Material Handling: The Toyota Way
When you think of customization, forklifts probably aren’t the first things that come to mind. But in the world of material handling, addressing customer needs is paramount, and a forklift design used for one application may not be the right solution for another. Therefore, it’s important for engineers and designers to look at the forklift as a basic platform from which customers can tailor the details to meet their specific needs. This is the philosophy followed by the product development team at Toyota Material Handling U.S.A. (toyotaforklift.com), where upwards of 50% of the forklifts produced feature some customized features tailored specifically to the end-user.
“We are very, very customer-driven. If you don’t have the flexibility to modify an existing part design to the customer’s application, you are going to lose that sale,” says Martin Boyd, national product planning manager at Toyota Material Handling U.S.A. The company has a team of design engineers tasked with modifying existing parts in the company’s database to customer requirements within 90 days, the time its take a forklift to reach the end user from order to shipment. For example, a standard overhead guard might cause a problem for one customer due to space or height limitations, so it will be modified to meet the customer’s requirements from existing CAD data before the forklift leaves the assembly line.

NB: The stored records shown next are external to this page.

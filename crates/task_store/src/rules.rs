//! Field-level rules shared by every backend.
//!
//! Backends never interpret caller input themselves. They run it through the
//! functions here first and then store whatever comes out, which is what keeps
//! the memory and SQL backends behaviorally identical.

use auth::{AuthError, PasswordHasher};
use entities::{Email, NewTask, NewUser, TaskId, TaskStatus, TaskUpdate, UserId, UserUpdate};

use crate::{TaskStoreError, TaskStoreResult};

/// A task ready to be inserted.
#[derive(Debug, Clone)]
pub(crate) struct TaskDraft {
    pub title: String,
    pub description: Option<String>,
    pub status: TaskStatus,
}

/// A validated task replacement.
#[derive(Debug, Clone)]
pub(crate) struct TaskReplacement {
    pub id: TaskId,
    pub title: String,
    pub description: Option<String>,
    /// `None` keeps the stored status.
    pub status: Option<TaskStatus>,
}

/// A user ready to be inserted. The password is still plaintext.
pub(crate) struct UserDraft {
    pub name: String,
    pub email: Email,
    pub password: String,
}

/// A validated user replacement. `None` fields keep their stored value.
pub(crate) struct UserReplacement {
    pub id: UserId,
    pub name: Option<String>,
    pub email: Option<Email>,
    pub password: Option<String>,
}

fn non_empty(value: String) -> Option<String> {
    if value.is_empty() {
        None
    } else {
        Some(value)
    }
}

fn parse_email(value: String) -> TaskStoreResult<Email> {
    Email::parse(value).map_err(|e| TaskStoreError::validation(e.to_string()))
}

pub(crate) fn prepare_new_task(task: NewTask) -> TaskStoreResult<TaskDraft> {
    if task.title.is_empty() {
        return Err(TaskStoreError::validation("task title is empty"));
    }

    Ok(TaskDraft {
        title: task.title,
        description: task.description,
        status: TaskStatus::parse(&task.status).unwrap_or_default(),
    })
}

pub(crate) fn prepare_task_update(task: TaskUpdate) -> TaskStoreResult<TaskReplacement> {
    if task.title.is_empty() {
        return Err(TaskStoreError::validation("task title is empty"));
    }

    Ok(TaskReplacement {
        id: task.id,
        title: task.title,
        description: task.description,
        status: TaskStatus::parse(&task.status),
    })
}

pub(crate) fn prepare_new_user(user: NewUser) -> TaskStoreResult<UserDraft> {
    if user.name.is_empty() {
        return Err(TaskStoreError::validation("user name is empty"));
    }
    if user.password.is_empty() {
        return Err(TaskStoreError::validation("password is empty"));
    }

    Ok(UserDraft {
        name: user.name,
        email: parse_email(user.email)?,
        password: user.password,
    })
}

pub(crate) fn prepare_user_update(user: UserUpdate) -> TaskStoreResult<UserReplacement> {
    let email = match non_empty(user.email) {
        Some(email) => Some(parse_email(email)?),
        None => None,
    };

    Ok(UserReplacement {
        id: user.id,
        name: non_empty(user.name),
        email,
        password: non_empty(user.password),
    })
}

/// Hashes a password on the blocking thread pool.
pub(crate) async fn hash_password(
    hasher: &PasswordHasher,
    password: String,
) -> TaskStoreResult<String> {
    let hasher = hasher.clone();
    let hash = tokio::task::spawn_blocking(move || hasher.hash(&password))
        .await
        .map_err(|e| AuthError::Hashing(e.to_string()))??;
    Ok(hash)
}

The company typically upgrades an existing forklift design every three to four years, while a completely reengineered forklift debuts on average every eight or nine years. Research on upgrades begins the moment the first model of the new generation is put into use: “Right when a new model launches we start collecting data—we keep very detailed technical reports in case there are issues in the field with a product we launched,” Boyd says. The company has a voice-of-the-customer program that uses survey data to determine what improvements need to be made from a field-user perspective; the top common items identified in the surveys are paramount when it comes to the priorities for the next redesign. Two years before a new product is launched into the market, the chief engineer for Toyota’s material handling group travels from Japan to visit customers and get direct feedback.

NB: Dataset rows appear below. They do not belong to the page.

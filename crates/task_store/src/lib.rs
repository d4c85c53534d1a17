//! Task and user storage for the task manager.
//!
//! This crate provides a storage abstraction ([`TaskStore`]) over tasks and
//! user accounts with three interchangeable backends: an in-memory store, a
//! PostgreSQL store and a SQLite store. All of them enforce the same rules
//! (status defaulting, email uniqueness, password hashing) and report the same
//! [`ErrorKind`]s. [`open_store`] picks one at startup.

mod backend;
mod config;
mod error;
mod memory;
mod postgres;
mod rows;
mod rules;
mod sqlite;
mod traits;

pub use backend::*;
pub use config::*;
pub use error::*;
pub use memory::*;
pub use postgres::*;
pub use sqlite::*;
pub use traits::*;
//! Task manager server
//!
//! Bootstraps the process around a [`task_store::TaskStore`]: reads the
//! environment, initializes tracing and picks the storage backend.

pub mod config;

use std::sync::Arc;

use task_store::{open_store, TaskStore};

use crate::config::Config;

/// Initializes the global tracing subscriber.
///
/// `RUST_LOG` takes precedence over `log_level` when set.
pub fn init_tracing(log_level: &str) {
    use tracing_subscriber::{fmt, prelude::*, EnvFilter};

    let filter = EnvFilter::try_from_default_env()
        .unwrap_or_else(|_| EnvFilter::new(log_level));

    tracing_subscriber::registry()
        .with(fmt::layer())
        .with(filter)
        .init();
}

/// Opens the store selected by `config`.
pub async fn create_store(config: &Config) -> Arc<dyn TaskStore> {
    let store = open_store(&config.store).await;
    tracing::info!(
        requested = %config.store.backend,
        active = %store.backend(),
        "Task store ready"
    );
    store
}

Toyota’s engineering and design team utilizes CATIA software from Dassault Systèmes to manage the product development process. The company has drastically reduced the number of physical models it builds to validate components and complete systems, but the need for physical prototypes still exists. “We used to build seven prototypes and review them in various customer applications. Now we’re probably down to three or four,” Boyd says, adding physical prototypes allow engineers and designers to “confirm” what was imagined but, more importantly, they provide a critical role in allowing the team to identify what was missed quickly: “They remain an extremely valuable part of the development process.”

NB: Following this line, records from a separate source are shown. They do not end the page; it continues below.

//! In-memory task store implementation.

use std::collections::HashSet;

use async_trait::async_trait;
use auth::PasswordHasher;
use entities::{
    Email, NewTask, NewUser, Task, TaskId, TaskUpdate, User, UserCredentials, UserId, UserUpdate,
};
use tokio::sync::Mutex;

use crate::{
    rules::{
        hash_password, prepare_new_task, prepare_new_user, prepare_task_update,
        prepare_user_update,
    },
    BackendKind, TaskStore, TaskStoreError, TaskStoreResult,
};

#[derive(Debug, Default)]
struct MemoryState {
    tasks: Vec<Task>,
    users: Vec<UserCredentials>,
    emails: HashSet<Email>,
    last_task_id: TaskId,
    last_user_id: UserId,
}

impl MemoryState {
    fn task_index(&self, id: TaskId) -> TaskStoreResult<usize> {
        self.tasks
            .iter()
            .position(|t| t.id == id)
            .ok_or_else(|| TaskStoreError::not_found("Task", id))
    }

    fn user_index(&self, id: UserId) -> TaskStoreResult<usize> {
        self.users
            .iter()
            .position(|u| u.user.id == id)
            .ok_or_else(|| TaskStoreError::not_found("User", id))
    }

    fn ensure_email_free(&self, email: &Email) -> TaskStoreResult<()> {
        if self.emails.contains(email) {
            return Err(TaskStoreError::duplicate_email(email.as_str()));
        }
        Ok(())
    }

    /// Locates the user to update and checks that `email`, if it changes,
    /// belongs to nobody else.
    fn user_update_target(&self, id: UserId, email: Option<&Email>) -> TaskStoreResult<usize> {
        let index = self.user_index(id)?;
        match email {
            Some(email) if *email != self.users[index].user.email => {
                self.ensure_email_free(email)?;
            }
            _ => {}
        }
        Ok(index)
    }
}

/// Volatile task store.
///
/// Nothing survives a restart. All state sits behind a single mutex, so each
/// operation is atomic with respect to every other one. The mutex is never
/// held while a password is hashed: user writes check under the lock, hash
/// without it, then check again before committing. Returned values are always
/// copies.
#[derive(Debug, Default)]
pub struct MemoryTaskStore {
    state: Mutex<MemoryState>,
    hasher: PasswordHasher,
}

impl MemoryTaskStore {
    /// Creates a new in-memory task store.
    pub fn new() -> Self {
        Self::default()
    }

    /// Replaces the password hasher.
    pub fn with_hasher(mut self, hasher: PasswordHasher) -> Self {
        self.hasher = hasher;
        self
    }
}

#[async_trait]
impl TaskStore for MemoryTaskStore {
    // =========================================================================
    // Task operations
    // =========================================================================

    async fn list_tasks(&self) -> TaskStoreResult<Vec<Task>> {
        let state = self.state.lock().await;
        Ok(state.tasks.clone())
    }

    async fn get_task(&self, id: TaskId) -> TaskStoreResult<Task> {
        let state = self.state.lock().await;
        let index = state.task_index(id)?;
        Ok(state.tasks[index].clone())
    }

    async fn create_task(&self, task: NewTask) -> TaskStoreResult<Task> {
        let draft = prepare_new_task(task)?;

        let mut state = self.state.lock().await;
        state.last_task_id += 1;
        let task = Task {
            id: state.last_task_id,
            title: draft.title,
            description: draft.description,
            status: draft.status,
        };
        state.tasks.push(task.clone());

        tracing::debug!(task_id = task.id, status = %task.status, "Created task");
        Ok(task)
    }

    async fn update_task(&self, task: TaskUpdate) -> TaskStoreResult<Task> {
        let replacement = prepare_task_update(task)?;

        let mut state = self.state.lock().await;
        let index = state.task_index(replacement.id)?;
        let stored = &mut state.tasks[index];
        *stored = Task {
            id: replacement.id,
            title: replacement.title,
            description: replacement.description,
            status: replacement.status.unwrap_or(stored.status),
        };

        tracing::debug!(task_id = stored.id, status = %stored.status, "Updated task");
        Ok(stored.clone())
    }

    async fn delete_task(&self, id: TaskId) -> TaskStoreResult<()> {
        let mut state = self.state.lock().await;
        let index = state.task_index(id)?;
        state.tasks.remove(index);

        tracing::debug!(task_id = id, "Deleted task");
        Ok(())
    }

    // =========================================================================
    // User operations
    // =========================================================================

    async fn list_users(&self) -> TaskStoreResult<Vec<User>> {
        let state = self.state.lock().await;
        Ok(state.users.iter().map(|u| u.user.clone()).collect())
    }

    async fn get_user(&self, id: UserId) -> TaskStoreResult<User> {
        let state = self.state.lock().await;
        let index = state.user_index(id)?;
        Ok(state.users[index].user.clone())
    }

    async fn get_user_by_email(&self, email: &str) -> TaskStoreResult<UserCredentials> {
        let state = self.state.lock().await;
        state
            .users
            .iter()
            .find(|u| u.user.email == *email)
            .cloned()
            .ok_or_else(|| TaskStoreError::not_found("User", email))
    }

    async fn create_user(&self, user: NewUser) -> TaskStoreResult<User> {
        let draft = prepare_new_user(user)?;

        // Hashing is slow, so it runs unlocked between two checks.
        self.state.lock().await.ensure_email_free(&draft.email)?;
        let password_hash = hash_password(&self.hasher, draft.password).await?;

        let mut state = self.state.lock().await;
        state.ensure_email_free(&draft.email)?;

        state.last_user_id += 1;
        let user = User {
            id: state.last_user_id,
            name: draft.name,
            email: draft.email,
        };
        state.emails.insert(user.email.clone());
        state.users.push(UserCredentials {
            user: user.clone(),
            password_hash,
        });

        tracing::debug!(user_id = user.id, "Created user");
        Ok(user)
    }

    async fn update_user(&self, user: UserUpdate) -> TaskStoreResult<User> {
        let replacement = prepare_user_update(user)?;
        let email = replacement.email.as_ref();

        let password_hash = match replacement.password {
            Some(password) => {
                self.state
                    .lock()
                    .await
                    .user_update_target(replacement.id, email)?;
                Some(hash_password(&self.hasher, password).await?)
            }
            None => None,
        };

        let mut state = self.state.lock().await;
        let index = state.user_update_target(replacement.id, email)?;

        if let Some(email) = replacement.email {
            let current = &state.users[index].user.email;
            if email != *current {
                let current = current.clone();
                state.emails.remove(&current);
                state.emails.insert(email.clone());
                state.users[index].user.email = email;
            }
        }

        let stored = &mut state.users[index];
        if let Some(name) = replacement.name {
            stored.user.name = name;
        }
        if let Some(password_hash) = password_hash {
            stored.password_hash = password_hash;
        }

        tracing::debug!(user_id = stored.user.id, "Updated user");
        Ok(stored.user.clone())
    }

    async fn delete_user(&self, id: UserId) -> TaskStoreResult<()> {
        let mut state = self.state.lock().await;
        let index = state.user_index(id)?;
        let removed = state.users.remove(index);
        state.emails.remove(&removed.user.email);

        tracing::debug!(user_id = id, "Deleted user");
        Ok(())
    }

    fn backend(&self) -> BackendKind {
        BackendKind::Memory
    }

    async fn close(&self) {}
}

One aspect that will play a vital role in the future of Toyota’s lift truck business is aesthetic design. “Europe has been on the leading edge when it comes to designs that are pleasing to the eye, and that trend has come to the U.S. market. Aesthetic appeal is now discussed in the development process,” Boyd says. It even goes as far as decal placement and color choice. Industrial designers are looking at new shapes for rear counterweights, which have historically been little more than an afterthought.
Toyota’s near-term innovation in the lift truck business is likely to focus on powertrain. The company has an internal goal of improving the fuel efficiency and reducing emissions output of its lift trucks by 50%, and to fulfill that endeavor has introduced a diesel-hybrid lift truck into the Japanese market, with plans to expand its availability into the U.S. A hydrogen fuel-cell-powered prototype has also been developed. “We went through a period in the last 15 years where you didn’t see much innovation on the forklift side of the business but that’s changing rapidly,” Boyd says.